**TASK**:
Your task is to filter the data below down to the lines holding "digits".

**GIVEN RECORDS**:
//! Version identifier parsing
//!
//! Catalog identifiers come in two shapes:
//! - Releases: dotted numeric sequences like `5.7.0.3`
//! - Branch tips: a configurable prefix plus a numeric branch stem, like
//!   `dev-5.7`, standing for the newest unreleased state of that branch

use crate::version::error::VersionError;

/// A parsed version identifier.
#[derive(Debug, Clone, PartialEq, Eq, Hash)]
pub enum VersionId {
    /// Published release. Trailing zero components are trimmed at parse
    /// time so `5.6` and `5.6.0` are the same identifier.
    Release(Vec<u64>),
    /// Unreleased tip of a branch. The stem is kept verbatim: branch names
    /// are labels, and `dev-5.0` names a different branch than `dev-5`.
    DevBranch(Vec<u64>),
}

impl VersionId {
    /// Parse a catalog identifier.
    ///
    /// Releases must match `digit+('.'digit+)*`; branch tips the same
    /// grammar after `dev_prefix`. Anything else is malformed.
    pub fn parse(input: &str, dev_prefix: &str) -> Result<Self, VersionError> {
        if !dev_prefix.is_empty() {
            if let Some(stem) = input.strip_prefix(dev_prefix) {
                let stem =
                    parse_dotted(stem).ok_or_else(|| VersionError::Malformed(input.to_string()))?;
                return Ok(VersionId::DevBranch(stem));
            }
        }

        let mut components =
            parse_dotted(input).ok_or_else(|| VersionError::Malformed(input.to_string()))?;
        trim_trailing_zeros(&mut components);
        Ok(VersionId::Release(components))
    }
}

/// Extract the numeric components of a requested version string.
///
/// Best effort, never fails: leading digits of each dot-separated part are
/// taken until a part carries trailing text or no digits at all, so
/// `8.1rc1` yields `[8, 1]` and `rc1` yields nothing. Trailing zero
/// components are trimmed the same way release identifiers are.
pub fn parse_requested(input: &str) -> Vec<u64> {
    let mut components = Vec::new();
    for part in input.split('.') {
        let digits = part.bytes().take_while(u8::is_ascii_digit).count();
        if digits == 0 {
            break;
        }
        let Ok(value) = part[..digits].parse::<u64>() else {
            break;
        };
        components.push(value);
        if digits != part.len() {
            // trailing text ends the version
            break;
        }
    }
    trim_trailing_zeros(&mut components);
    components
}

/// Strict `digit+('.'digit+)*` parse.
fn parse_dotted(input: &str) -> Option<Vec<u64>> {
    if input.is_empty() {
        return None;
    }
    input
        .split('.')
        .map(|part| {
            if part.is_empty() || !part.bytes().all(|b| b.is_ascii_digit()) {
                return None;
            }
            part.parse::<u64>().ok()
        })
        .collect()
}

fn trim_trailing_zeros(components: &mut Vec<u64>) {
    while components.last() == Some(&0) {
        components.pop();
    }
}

**YOUR RESPONSE**:
/// Best effort, never fails: leading digits of each dot-separated part are
/// taken until a part carries trailing text or no digits at all, so
        let digits = part.bytes().take_while(u8::is_ascii_digit).count();
        if digits == 0 {
        let Ok(value) = part[..digits].parse::<u64>() else {
        if digits != part.len() {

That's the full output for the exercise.